Many of these efforts remain in their infancy, and it’s not yet clear how well they’ll catch on. The Cardlytics programs, for instance, don’t push offers through notifications. You have to look for them in your banking app or website.
Abeer Bhatia, an executive with Chase’s credit-card business, said commissions barely cover operational costs. To Chase, the program is more important for incentivizing rewards-conscious consumers to use its cards. If a Chase card gets you an extra 10% at Rite Aid, why pull out your Citi card?
As far as these companies are concerned, Americans have repeatedly demonstrated that they value freebies and discounts more than intangible privacy concerns.
“Consumers understand the banks are giving them ways to save money based on how they shop,” said Scott Grimes, CEO and co-founder of Cardlytics.

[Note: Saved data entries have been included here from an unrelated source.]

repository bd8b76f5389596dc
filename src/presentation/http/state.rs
// src/presentation/http/state.rs
use crate::application::services::ApplicationServices;
use std::sync::Arc;

#[derive(Clone)]
pub struct HttpState {
    pub services: Arc<ApplicationServices>,
}
/// Entity and association counts for the whole database.
#[derive(Debug, Clone, Copy, PartialEq, Eq, Default)]
pub struct Summary {
    pub mirnas: u64,
    pub diseases_or_genes: u64,
    pub associations: u64,
}

/// What one successful `commit` wrote.
#[derive(Debug, Clone, Copy, PartialEq, Eq, Default)]
pub struct CommitSummary {
    pub entities: usize,
    pub associations: usize,
}

/// Get-or-create front end over [`Storage`].
///
/// Entities resolved during a run are memoized per kind, and everything
/// created is held back until [`commit`], which writes it in a single
/// transaction. The name map holds one entry per distinct term seen, so it is
/// bounded by the vocabulary of the loaded corpus; [`rollback`], [`reset`]
/// and [`repopulate`] empty it. One populate run at a time.
///
/// [`commit`]: UpsertStore::commit
/// [`rollback`]: UpsertStore::rollback
/// [`reset`]: UpsertStore::reset
/// [`repopulate`]: UpsertStore::repopulate
pub struct UpsertStore {
    storage: Storage,
    names: HashMap<EntityKind, HashMap<String, EntityRef>>,
    pending_entities: Vec<EntityRecord>,
    pending_associations: Vec<AssociationRecord>,
}
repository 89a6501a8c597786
use anyhow::Result;
use scaimc_core::Config;

use super::open_store;

pub async fn run(config: &Config) -> Result<()> {
    let store = open_store(config).await?;
    let summary = store.summary().await?;

    println!("mirnas: {}", summary.mirnas);
    println!("diseases_or_genes: {}", summary.diseases_or_genes);
    println!("associations: {}", summary.associations);

    if let Some(last) = store.storage().list_imports().await?.last() {
        eprintln!(
            "  Last import: {} from {}",
            last.imported_at.to_rfc3339(),
            last.source_uri
        );
    }

    Ok(())
}
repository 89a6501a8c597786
use reqwest::{Client, Response};
use std::path::{Path, PathBuf};
use std::time::Duration;
use tokio::io::AsyncWriteExt;
use url::Url;

use super::config::NetworkConfig;

#[derive(Debug, thiserror::Error)]
pub enum FetchError {
    #[error("Invalid URL: {0}")]
    InvalidUrl(String),
    #[error("Download of {url} failed with HTTP status {status}")]
    Status { url: String, status: u16 },
    #[error("HTTP error: {0}")]
    Http(#[from] reqwest::Error),
    #[error("URL parse error: {0}")]
    UrlParse(#[from] url::ParseError),
    #[error("IO error writing {path}: {source}")]
    Io {
        path: PathBuf,
        #[source]
        source: std::io::Error,
    },
}

pub type FetchResult<T> = Result<T, FetchError>;

/// HTTP client for pulling corpus files
pub struct CorpusClient {
    config: NetworkConfig,
    inner: Client,
}

impl CorpusClient {
    pub fn new(config: NetworkConfig) -> FetchResult<Self> {
        let inner = Client::builder()
            .connect_timeout(Duration::from_secs(u64::from(config.connect_timeout_seconds)))
            .timeout(Duration::from_secs(u64::from(config.request_timeout_seconds)))
            .user_agent(config.user_agent())
            .build()?;

        Ok(Self { config, inner })
    }

    fn validate_request(url: &str) -> FetchResult<Url> {
        let parsed = Url::parse(url)?;

        if !matches!(parsed.scheme(), "http" | "https") {
            return Err(FetchError::InvalidUrl(format!(
                "unsupported scheme {}",
                parsed.scheme()
            )));
        }

        if parsed.host_str().is_none() {
            return Err(FetchError::InvalidUrl("No host in URL".to_string()));
        }

        Ok(parsed)
    }

    pub async fn get(&self, url: &str) -> FetchResult<Response> {
        let parsed = Self::validate_request(url)?;

        let response = self.inner.get(parsed).send().await?;

        let status = response.status();
        if !status.is_success() {
            return Err(FetchError::Status {
                url: url.to_string(),
                status: status.as_u16(),
            });
        }

        Ok(response)
    }

    /// Download `url` into `dest`, replacing any existing file.
    ///
    /// The body is streamed into a `.part` sibling and renamed into place, so
    /// `dest` is never left truncated. The `.part` file is removed on failure.
    pub async fn download(&self, url: &str, dest: &Path) -> FetchResult<u64> {
        let response = self.get(url).await?;

        if let Some(parent) = dest.parent() {
            tokio::fs::create_dir_all(parent)
                .await
                .map_err(|source| FetchError::Io {
                    path: parent.to_path_buf(),
                    source,
                })?;
        }

        let partial = partial_path(dest);
        let result = stream_to(response, &partial, dest).await;
        if result.is_err() {
            let _ = tokio::fs::remove_file(&partial).await;
        }
        result
    }

    pub fn config(&self) -> &NetworkConfig {
        &self.config
    }
}

async fn stream_to(mut response: Response, partial: &Path, dest: &Path) -> FetchResult<u64> {
    let io_err = |path: &Path| {
        let path = path.to_path_buf();
        move |source| FetchError::Io { path, source }
    };

    let mut file = tokio::fs::File::create(partial)
        .await
        .map_err(io_err(partial))?;

    let mut written = 0u64;
    while let Some(chunk) = response.chunk().await? {
        file.write_all(&chunk).await.map_err(io_err(partial))?;
        written += chunk.len() as u64;
    }
    file.flush().await.map_err(io_err(partial))?;
    drop(file);

    tokio::fs::rename(partial, dest)
        .await
        .map_err(io_err(dest))?;

    Ok(written)
}

fn partial_path(dest: &Path) -> PathBuf {
    let mut name = dest.file_name().map(ToOwned::to_owned).unwrap_or_default();
    name.push(".part");
    dest.with_file_name(name)
}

But banks often don’t explain clearly what they’re doing with your data, even though they sometimes share your transactions with outside data companies such as Cardlytics to process offers. And many banks don’t seek explicit consent, instead including these programs by reference in general agreements for the card or online banking.
“It’s totally long, and people don’t read that,” said Saisattha Noomnual, a graduate student in Chicago who gets targeted offers through her Chase and Bank of America cards.
Under federal law, banks merely have to let you withdraw from marketing, or opt out. That’s difficult to do if you’re not aware it’s happening.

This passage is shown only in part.